ESCRITO CON DESESPERACIÓN EN LAS TAPIAS DE UNA GRAN CIUDAD

Huid, hermanos, de la hiriente contaminación que os envenena, de ese ruido inútil y estruendoso que trepana vuestros tímpanos, de la prisa constante que os esclaviza, del «stress» —digo cansancio—, del monstruo insaciable de hormigón y chatarra, del inmenso tentáculo mecánico, de las multitudes informes, del autobús, del metro, del semáforo, de la trampa del «confort» que os enferma.

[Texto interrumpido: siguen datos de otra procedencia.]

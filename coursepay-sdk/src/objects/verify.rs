use serde::{Deserialize, Serialize};
use uuid::Uuid;

/// Request body for `POST /api/v1/payments/verify`.
///
/// At least one of the identifiers must be present.
#[derive(Debug, Clone, Default, PartialEq, Eq, Serialize, Deserialize)]
#[serde(rename_all = "camelCase")]
pub struct VerifyPaymentRequest {
    /// External (gateway-assigned) order id.
    #[serde(default)]
    pub order_id: Option<String>,
    /// Internal payment order id.
    #[serde(default)]
    pub payment_order_id: Option<Uuid>,
}

/// Business-level verification outcome.
///
/// The endpoint answers `200 OK` for every variant; only infrastructure
/// failures use other status codes.
#[derive(Debug, Clone, Copy, PartialEq, Eq, Hash, Serialize, Deserialize)]
#[serde(rename_all = "snake_case")]
pub enum VerificationStatus {
    Success,
    Pending,
    Failed,
    NotFound,
    Error,
}

#[derive(Debug, Clone, PartialEq, Eq, Serialize, Deserialize)]
pub struct CourseSummary {
    pub id: Uuid,
    pub title: String,
}

#[derive(Debug, Clone, PartialEq, Eq, Serialize, Deserialize)]
pub struct VerifyPaymentResponse {
    pub status: VerificationStatus,
    pub message: String,
    #[serde(default, skip_serializing_if = "Option::is_none")]
    pub course: Option<CourseSummary>,
}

Huid de la confusión y el «surmenage», del hombre sin nombre, de las etiquetas absurdas, de los carnets de identidad y del no ser. Huid de la terrible sociedad de consumo, de las letras de cambio, de las ventas a plazos, de las fraudulentas rebajas de los grandes almacenes, también de las grilleras con ascensor y de los hormigueros con treinta pisos. Huid de la angustia y del cansancio, de la vida programada, del reclamo publicitario y reiterativo, de los inexorables relojes sin pausa y de esa amante oscura y cotidiana que se llama soledad. Porque es hermoso el paraíso de los bosques y los amaneceres de las cumbres nevadas, el continuo nacer y morir de la mar, en olas, y el horizonte sin fin —casi cielo— de las llanuras con sol. Y no hay nada comparable con el diálogo del lago cuando amanece, o con esa cal de los pueblos chicos, preñados de infancia, en cuya tierra casi siempre está enterrada tu placenta (esos lugares donde tú eres Pedro o Miguel, y no es preciso más que tu rostro para reconocerte o para amarte). Porque tú sabes muy bien que eres la ola azul y río tranquilo y árbol y montaña y llanura también —copo de estrellas—. O [uno de] esos niños que juegan en la era —canicas, tabas— ahora que son las seis en punto de la tarde y aquel nido caliente de la escuela quedó vacío y melancólico.